Bezieher*innen von Arbeitslosengeld II dürfen nicht unter das lebensnotwendige Existenzminimum fallen, wenn sie eine Einkommensteuererstattung zum Ausgleich eines überzogenen Girokontos verwenden. (Leitsatz der Redaktion)
Sachverhalt: Der Schuldner bezieht Grundsicherungsleistungen nach dem SGB II. Auf sein mit mehr als 2.700 Euro überzogenes Girokonto wird eine Einkommenssteuererstattung in Höhe von rund 2.382 Euro überwiesen. Bei der anschließenden Bewilligung von Leistungen zur Sicherung des Lebensunterhalts wurde die Steuererstattung für sechs Monate in Höhe von 367,15 Euro monatlich (397,15 Euro abzüglich 30 Euro Versicherungspauschale) bedarfsmindernd berücksichtigt (vgl. § 11 Abs. 3 Satz 4 SGB II).

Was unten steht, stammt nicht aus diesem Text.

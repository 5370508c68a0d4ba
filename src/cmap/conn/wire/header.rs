use std::io::Read;

use super::util::SyncLittleEndianRead;
use crate::error::{ErrorKind, Result};

/// The wire protocol op codes.
#[derive(Copy, Clone, Debug, Eq, PartialEq)]
pub(crate) enum OpCode {
    Reply = 1,
    Update = 2001,
    Insert = 2002,
    Query = 2004,
    GetMore = 2005,
    Delete = 2006,
    KillCursors = 2007,
    Compressed = 2012,
    Message = 2013,
}

impl OpCode {
    /// Attempt to infer the op code based on the numeric value.
    pub(crate) fn from_i32(i: i32) -> Result<Self> {
        match i {
            1 => Ok(OpCode::Reply),
            2001 => Ok(OpCode::Update),
            2002 => Ok(OpCode::Insert),
            2004 => Ok(OpCode::Query),
            2005 => Ok(OpCode::GetMore),
            2006 => Ok(OpCode::Delete),
            2007 => Ok(OpCode::KillCursors),
            2012 => Ok(OpCode::Compressed),
            2013 => Ok(OpCode::Message),
            other => Err(ErrorKind::InvalidResponse {
                message: format!("invalid wire protocol opcode: {}", other),
            }
            .into()),
        }
    }
}

/// The fixed 16-byte header that begins every wire protocol message.
#[derive(Clone, Debug)]
pub(crate) struct Header {
    pub(crate) length: i32,
    pub(crate) request_id: i32,
    pub(crate) response_to: i32,
    pub(crate) op_code: OpCode,
}

impl Header {
    pub(crate) const LENGTH: usize = 4 * std::mem::size_of::<i32>();

    /// Serializes the header into `buf`.
    pub(crate) fn write_to(&self, buf: &mut Vec<u8>) {
        buf.extend_from_slice(&self.length.to_le_bytes());
        buf.extend_from_slice(&self.request_id.to_le_bytes());
        buf.extend_from_slice(&self.response_to.to_le_bytes());
        buf.extend_from_slice(&(self.op_code as i32).to_le_bytes());
    }

    /// Reads bytes from `reader` and deserializes them into a header.
    pub(crate) fn read_from<R: Read>(reader: &mut R) -> Result<Self> {
        Ok(Self {
            length: reader.read_i32_sync()?,
            request_id: reader.read_i32_sync()?,
            response_to: reader.read_i32_sync()?,
            op_code: OpCode::from_i32(reader.read_i32_sync()?)?,
        })
    }
}
impl TopologyDescription {
    pub(crate) fn new(options: &ClientOptions) -> Result<Self> {
        if options.hosts.is_empty() {
            return Err(Error::invalid_argument("at least one seed address is required"));
        }

        let direct = options.direct_connection.unwrap_or(false);
        if direct && options.hosts.len() > 1 {
            return Err(Error::invalid_argument(
                "cannot connect directly to more than one address",
            ));
        }

        let topology_type = if direct {
            TopologyType::Single
        } else if options.repl_set_name.is_some() {
            TopologyType::ReplicaSetNoPrimary
        } else {
            TopologyType::Unknown
        };

        let servers = options
            .hosts
            .iter()
            .map(|address| {
                let description = ServerDescription::new(address.clone());
                (description.address.clone(), description)
            })
            .collect();

        Ok(Self {
            single_seed: direct,
            set_name: options.repl_set_name.clone(),
            topology_type,
            max_set_version: None,
            max_election_id: None,
            compatibility_error: None,
            logical_session_timeout: None,
            local_threshold: options.local_threshold,
            servers,
        })
    }

    /// The addresses of all servers currently in the topology.
    pub fn server_addresses(&self) -> impl Iterator<Item = &ServerAddress> {
        self.servers.keys()
    }

    pub(crate) fn get_server(&self, address: &ServerAddress) -> Option<&ServerDescription> {
        self.servers.get(address)
    }

    pub(crate) fn logical_session_timeout(&self) -> Option<Duration> {
        self.logical_session_timeout
    }

    pub(crate) fn compatibility_error(&self) -> Option<&str> {
        self.compatibility_error.as_deref()
    }

    /// Whether the given description differs from the one currently held for its address.
    pub(crate) fn is_changed(&self, description: &ServerDescription) -> bool {
        self.servers.get(&description.address) != Some(description)
    }

    /// Incorporates a new description of one server, applying the server discovery and
    /// monitoring transitions. Descriptions for servers no longer in the topology are
    /// ignored.
    pub(crate) fn update(&mut self, description: ServerDescription) -> Result<()> {
        if !self.servers.contains_key(&description.address) {
            return Ok(());
        }

        let server_type = description.server_type;
        let address = description.address.clone();
        self.servers.insert(address.clone(), description);

        match (self.topology_type, server_type) {
            // A direct connection tracks its one server and nothing else.
            (TopologyType::Single, _) => {}

            (TopologyType::Unknown, ServerType::Standalone) => {
                self.update_unknown_with_standalone(&address)
            }
            (TopologyType::Unknown, ServerType::Mongos) => {
                self.topology_type = TopologyType::Sharded;
            }
            (TopologyType::Unknown, ServerType::RsPrimary) => {
                self.update_rs_from_primary(&address)?
            }
            (
                TopologyType::Unknown,
                ServerType::RsSecondary | ServerType::RsArbiter | ServerType::RsOther,
            ) => {
                self.topology_type = TopologyType::ReplicaSetNoPrimary;
                self.update_rs_without_primary(&address)?;
            }
            (TopologyType::Unknown, ServerType::Unknown | ServerType::RsGhost) => {}

            (TopologyType::Sharded, ServerType::Mongos | ServerType::Unknown) => {}
            (TopologyType::Sharded, _) => {
                self.servers.remove(&address);
            }

            (
                TopologyType::ReplicaSetNoPrimary,
                ServerType::Standalone | ServerType::Mongos,
            ) => {
                self.servers.remove(&address);
            }
            (TopologyType::ReplicaSetNoPrimary, ServerType::RsPrimary) => {
                self.update_rs_from_primary(&address)?
            }
            (
                TopologyType::ReplicaSetNoPrimary,
                ServerType::RsSecondary | ServerType::RsArbiter | ServerType::RsOther,
            ) => self.update_rs_without_primary(&address)?,
            (TopologyType::ReplicaSetNoPrimary, ServerType::Unknown | ServerType::RsGhost) => {}

            (
                TopologyType::ReplicaSetWithPrimary,
                ServerType::Standalone | ServerType::Mongos,
            ) => {
                self.servers.remove(&address);
                self.check_if_has_primary();
            }
            (
                TopologyType::ReplicaSetWithPrimary,
                ServerType::Unknown | ServerType::RsGhost,
            ) => self.check_if_has_primary(),
            (TopologyType::ReplicaSetWithPrimary, ServerType::RsPrimary) => {
                self.update_rs_from_primary(&address)?
            }
            (
                TopologyType::ReplicaSetWithPrimary,
                ServerType::RsSecondary | ServerType::RsArbiter | ServerType::RsOther,
            ) => self.update_rs_with_primary_from_member(&address)?,
        }

        self.recompute_derived_state();
        Ok(())
    }

    /// A standalone discovered while scanning: keep it only if it was the topology's sole
    /// seed, otherwise it cannot be part of the deployment being looked for.
    fn update_unknown_with_standalone(&mut self, address: &ServerAddress) {
        if self.servers.len() == 1 {
            self.topology_type = TopologyType::Single;
            self.single_seed = true;
        } else {
            self.servers.remove(address);
        }
    }

    fn update_rs_without_primary(&mut self, address: &ServerAddress) -> Result<()> {
        let description = match self.servers.get(address) {
            Some(description) => description.clone(),
            None => return Ok(()),
        };

        if self.set_name.is_none() {
            self.set_name = description.set_name.clone();
        } else if self.set_name != description.set_name {
            self.servers.remove(address);
            return Ok(());
        }

        self.add_new_servers(&description)?;

        if description.invalid_me() {
            self.servers.remove(address);
        }

        Ok(())
    }

    fn update_rs_with_primary_from_member(&mut self, address: &ServerAddress) -> Result<()> {
        let description = match self.servers.get(address) {
            Some(description) => description.clone(),
            None => return Ok(()),
        };

        if self.set_name != description.set_name || description.invalid_me() {
            self.servers.remove(address);
        }

        self.check_if_has_primary();
        Ok(())
    }

    fn update_rs_from_primary(&mut self, address: &ServerAddress) -> Result<()> {
        let description = match self.servers.get(address) {
            Some(description) => description.clone(),
            None => return Ok(()),
        };

        if self.set_name.is_none() {
            self.set_name = description.set_name.clone();
        } else if self.set_name != description.set_name {
            self.servers.remove(address);
            self.check_if_has_primary();
            return Ok(());
        }

        if let Some(set_version) = description.set_version {
            if let Some(election_id) = description.election_id {
                if let (Some(max_set_version), Some(max_election_id)) =
                    (self.max_set_version, self.max_election_id)
                {
                    // A primary from a previous election may report in after the new one.
                    if max_set_version > set_version
                        || (max_set_version == set_version && max_election_id > election_id)
                    {
                        self.servers.insert(
                            address.clone(),
                            ServerDescription::new(address.clone()),
                        );
                        self.check_if_has_primary();
                        return Ok(());
                    }
                }
                self.max_election_id = Some(election_id);
            }

            if self
                .max_set_version
                .map_or(true, |max_set_version| set_version > max_set_version)
            {
                self.max_set_version = Some(set_version);
            }
        }

        // At most one primary: any other server still marked primary reverts to unknown
        // until its next heartbeat.
        let other_primaries: Vec<ServerAddress> = self
            .servers
            .iter()
            .filter(|(other_address, other)| {
                *other_address != address && other.server_type == ServerType::RsPrimary
            })
            .map(|(other_address, _)| other_address.clone())
            .collect();
        for other in other_primaries {
            self.servers
                .insert(other.clone(), ServerDescription::new(other));
        }

        self.add_new_servers(&description)?;

        // The primary's member list is authoritative: drop servers it does not name.
        let members: Result<Vec<ServerAddress>> = description.member_addresses();
        let members = members?;
        self.servers
            .retain(|server_address, _| members.contains(server_address));

        self.check_if_has_primary();
        Ok(())
    }

    fn check_if_has_primary(&mut self) {
        let has_primary = self
            .servers
            .values()
            .any(|server| server.server_type == ServerType::RsPrimary);
        self.topology_type = if has_primary {
            TopologyType::ReplicaSetWithPrimary
        } else {
            TopologyType::ReplicaSetNoPrimary
        };
    }

    /// Adds placeholder descriptions for any members the given server reports that are not
    /// yet monitored.
    fn add_new_servers(&mut self, description: &ServerDescription) -> Result<()> {
        for member in description.member_addresses()? {
            let normalized = ServerDescription::new(member);
            if !self.servers.contains_key(&normalized.address) {
                self.servers.insert(normalized.address.clone(), normalized);
            }
        }
        Ok(())
    }

    fn recompute_derived_state(&mut self) {
        self.compatibility_error = self
            .servers
            .values()
            .find_map(|server| server.compatibility_error_message());

        let mut timeout: Option<Duration> = None;
        let mut any_without = false;
        for server in self
            .servers
            .values()
            .filter(|server| server.server_type.is_data_bearing())
        {
            match server.logical_session_timeout {
                Some(server_timeout) => {
                    timeout = Some(match timeout {
                        Some(current) => current.min(server_timeout),
                        None => server_timeout,
                    });
                }
                None => any_without = true,
            }
        }
        self.logical_session_timeout = if any_without { None } else { timeout };
    }
}
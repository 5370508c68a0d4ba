//! Connection-level and client-level configuration.

use std::{
    fmt::{self, Display, Formatter},
    str::FromStr,
    time::Duration,
};

use serde::{Deserialize, Serialize};
use typed_builder::TypedBuilder;

use crate::{
    client::auth::Credential,
    error::{Error, ErrorKind, Result},
    event::{CmapEventHandlerRef, SdamEventHandlerRef},
    selection_criteria::SelectionCriteria,
};

pub(crate) const DEFAULT_PORT: u16 = 27017;

/// An address to a server in the deployment. The identity key for all per-server maps.
#[derive(Clone, Debug, Eq, Hash, PartialEq, Serialize, Deserialize)]
#[serde(untagged)]
#[non_exhaustive]
pub enum ServerAddress {
    /// A TCP/IP host and port combination.
    Tcp {
        /// The hostname or IP address.
        host: String,

        /// The port. `None` means the default port of 27017.
        port: Option<u16>,
    },
}

impl Default for ServerAddress {
    fn default() -> Self {
        Self::Tcp {
            host: "localhost".into(),
            port: None,
        }
    }
}

impl ServerAddress {
    /// Parses an address from a `host` or `host:port` string.
    pub fn parse(address: impl AsRef<str>) -> Result<Self> {
        let address = address.as_ref();
        let mut parts = address.split(':');
        let hostname = match parts.next() {
            Some(part) if !part.is_empty() => part,
            _ => {
                return Err(ErrorKind::InvalidArgument {
                    message: format!("invalid server address: \"{}\"", address),
                }
                .into())
            }
        };

        let port = match parts.next() {
            Some(part) => {
                let port = u16::from_str(part).map_err(|_| ErrorKind::InvalidArgument {
                    message: format!(
                        "port must be valid 16-bit unsigned integer, instead got: {}",
                        part
                    ),
                })?;
                Some(port)
            }
            None => None,
        };

        if parts.next().is_some() {
            return Err(ErrorKind::InvalidArgument {
                message: format!("invalid server address: \"{}\"", address),
            }
            .into());
        }

        Ok(Self::Tcp {
            host: hostname.to_lowercase(),
            port,
        })
    }

    pub(crate) fn host(&self) -> &str {
        match self {
            Self::Tcp { host, .. } => host.as_str(),
        }
    }

    pub(crate) fn port(&self) -> Option<u16> {
        match self {
            Self::Tcp { port, .. } => *port,
        }
    }
}

impl Display for ServerAddress {
    fn fmt(&self, fmt: &mut Formatter) -> fmt::Result {
        match self {
            Self::Tcp { host, port } => {
                write!(fmt, "{}:{}", host, port.unwrap_or(DEFAULT_PORT))
            }
        }
    }
}

impl FromStr for ServerAddress {
    type Err = Error;

    fn from_str(address: &str) -> Result<Self> {
        Self::parse(address)
    }
}

/// A database and collection pair addressed as a dotted string on the wire.
#[derive(Clone, Debug, Eq, Hash, PartialEq)]
pub struct Namespace {
    /// The database name.
    pub db: String,

    /// The collection name.
    pub coll: String,
}

impl Namespace {
    /// Creates a namespace from a database and collection name.
    pub fn new(db: impl Into<String>, coll: impl Into<String>) -> Self {
        Self {
            db: db.into(),
            coll: coll.into(),
        }
    }

    pub(crate) fn from_full_name(full: &str) -> Result<Self> {
        match full.split_once('.') {
            Some((db, coll)) if !db.is_empty() && !coll.is_empty() => Ok(Self {
                db: db.to_string(),
                coll: coll.to_string(),
            }),
            _ => Err(Error::invalid_argument(format!(
                "invalid namespace: \"{}\"",
                full
            ))),
        }
    }
}

impl Display for Namespace {
    fn fmt(&self, fmt: &mut Formatter) -> fmt::Result {
        write!(fmt, "{}.{}", self.db, self.coll)
    }
}

/// Contains the options that can be used to create a [`Topology`](crate::Topology).
#[derive(Clone, Debug, Default, TypedBuilder)]
#[builder(field_defaults(default, setter(into)))]
#[non_exhaustive]
pub struct ClientOptions {
    /// The initial list of seed addresses that the topology should connect to.
    #[builder(!default)]
    pub hosts: Vec<ServerAddress>,

    /// The application name to send to the server as part of the handshake. Appears in server
    /// logs and profiling output.
    pub app_name: Option<String>,

    /// Whether the topology should connect directly to the single seed given rather than
    /// discovering the rest of the deployment.
    pub direct_connection: Option<bool>,

    /// The name of the replica set the topology is expected to be a member of.
    pub repl_set_name: Option<String>,

    /// The interval between server heartbeats. Defaults to 10 seconds.
    pub heartbeat_freq: Option<Duration>,

    /// The amount of latency beyond that of the fastest suitable server that is acceptable
    /// when selecting a server; i.e. the width of the latency window. Defaults to 15ms.
    pub local_threshold: Option<Duration>,

    /// How long server selection may keep retrying before failing with a timeout error.
    /// Defaults to 30 seconds.
    pub server_selection_timeout: Option<Duration>,

    /// How long to wait for a new connection to be established before erroring.
    pub connect_timeout: Option<Duration>,

    /// How long to wait for the response to any single request before the connection is
    /// considered failed.
    pub socket_timeout: Option<Duration>,

    /// The maximum number of connections each server's pool will open. Defaults to 10.
    pub max_pool_size: Option<u32>,

    /// Whether writes executed with a session should be transparently retried once on
    /// transient failures. Defaults to true.
    pub retry_writes: Option<bool>,

    /// The default selection criteria applied to operations that do not specify one.
    pub selection_criteria: Option<SelectionCriteria>,

    /// The compressors offered to the server during the handshake, in preference order.
    pub compressors: Option<Vec<String>>,

    /// The credential used to authenticate new connections, if any.
    pub credential: Option<Credential>,

    /// A handler for connection pool events.
    pub cmap_event_handler: Option<CmapEventHandlerRef>,

    /// A handler for topology monitoring events.
    pub sdam_event_handler: Option<SdamEventHandlerRef>,
}

impl ClientOptions {
    /// Creates a default set of options with the given seed list.
    pub fn with_hosts(hosts: Vec<ServerAddress>) -> Self {
        Self::builder().hosts(hosts).build()
    }
}

#[cfg(test)]
mod test {
    use super::*;

    #[test]
    fn address_parsing() {
        let address = ServerAddress::parse("Example.com:12345").unwrap();
        assert_eq!(
            address,
            ServerAddress::Tcp {
                host: "example.com".into(),
                port: Some(12345),
            }
        );
        assert_eq!(address.to_string(), "example.com:12345");

        let address = ServerAddress::parse("localhost").unwrap();
        assert_eq!(address.port(), None);
        assert_eq!(address.to_string(), "localhost:27017");

        assert!(ServerAddress::parse("").is_err());
        assert!(ServerAddress::parse("host:port:extra").is_err());
        assert!(ServerAddress::parse("host:99999999").is_err());
    }

    #[test]
    fn namespace_parsing() {
        let ns = Namespace::from_full_name("db.some.coll").unwrap();
        assert_eq!(ns.db, "db");
        assert_eq!(ns.coll, "some.coll");
        assert!(Namespace::from_full_name("nodot").is_err());
    }
}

Urteilsgründe: Das BSG hält diese Praxis des Jobcenters für rechtswidrig, weil durch die Anrechnung der Steuererstattung die gewährten Leistungen nicht mehr bedarfsdeckend seien. Soweit die einmalige Einnahme zur Tilgung von Schulden „verbraucht“ worden sei, stehe das Geld nicht mehr als „bereite Mittel“ zur Verfügung. Denn nach den vom BSG entwickelten Grundsätzen könne eine einmalige Einnahme nicht als Einkommen berücksichtigt werden, soweit sie bereits zu anderen Zwecken als zur Bestreitung einer aktuellen Notlage verwendet wurde und daher nicht mehr geeignet ist, den konkreten Bedarf im jeweiligen Monat zu decken (Rn. 28). Das sei der Fall, wenn eine einmalige Einnahme auf ein überzogenes Konto eingehe. Aus der Kontokorrentabrede folge regelmäßig das Recht der Bank, bei einem debitorischen Girokonto – wie vorliegend bei Eingang der Einkommenssteuererstattung – den Sollsaldo zu verringern (Rn. 29). Es bestehe keine Obliegenheit, sich durch eine erneute Inanspruchnahme des Dispositionskredits oder durch ein sonstiges Darlehen bereite Mittel für den Lebensunterhalt zu verschaffen (Rn. 30ff.). Zwar laufe ein „abweichendes Ausgabeverhalten“ (hier den Einsatz der gesamten Einnahmen zur Schuldentilgung) „dem Grundsatz der Eigenverantwortung vor Inanspruchnahme der Leistungen zur Sicherung des Lebensunterhalts zuwider“ (Rn.31). Konsequenzen für den Anspruch der Berechtigten auf Leistungen zur Sicherung des Lebensunterhalts habe dies nach neuer Rechtslage aber nur nach Maßgabe des § 24 Abs. 4 Satz 2 SGB II. Danach könnten existenzsichernde Leistungen als rückzahlbares Darlehen erbracht werden, soweit Leistungsberechtigte einmalige, grundsätzlich anrechenbare Einnahmen vorzeitig verbraucht haben. „Durch die veränderte Form der Leistungserbringung (Darlehen statt Zuschuss) kann unter anderem einer Schuldentilgung mit den gleichwohl vom Jobcenter zu erbringenden existenzsichernden Mitteln entgegengetreten werden“ (Rn. 31).
Anmerkung: Die Entscheidung erging zur alten Rechtslage, die vom BSG zitierten Grundsätze der „bereiten Mittel“ gelten aber nach wie vor. Die Regelung des § 24 Abs. 4 Satz 2 SGB II gibt es erst seit Januar 2017. Eine darlehensweise Leistungsgewährung sah das Gesetz zuvor nicht vor. Nach heutiger Rechtslage müssten die Grundsicherungsleistungen also im Ergebnis zwar ebenfalls ungekürzt gewährt werden. Sie müssten aber nicht als Zuschuss, sondern sie dürften als Darlehen erbracht werden.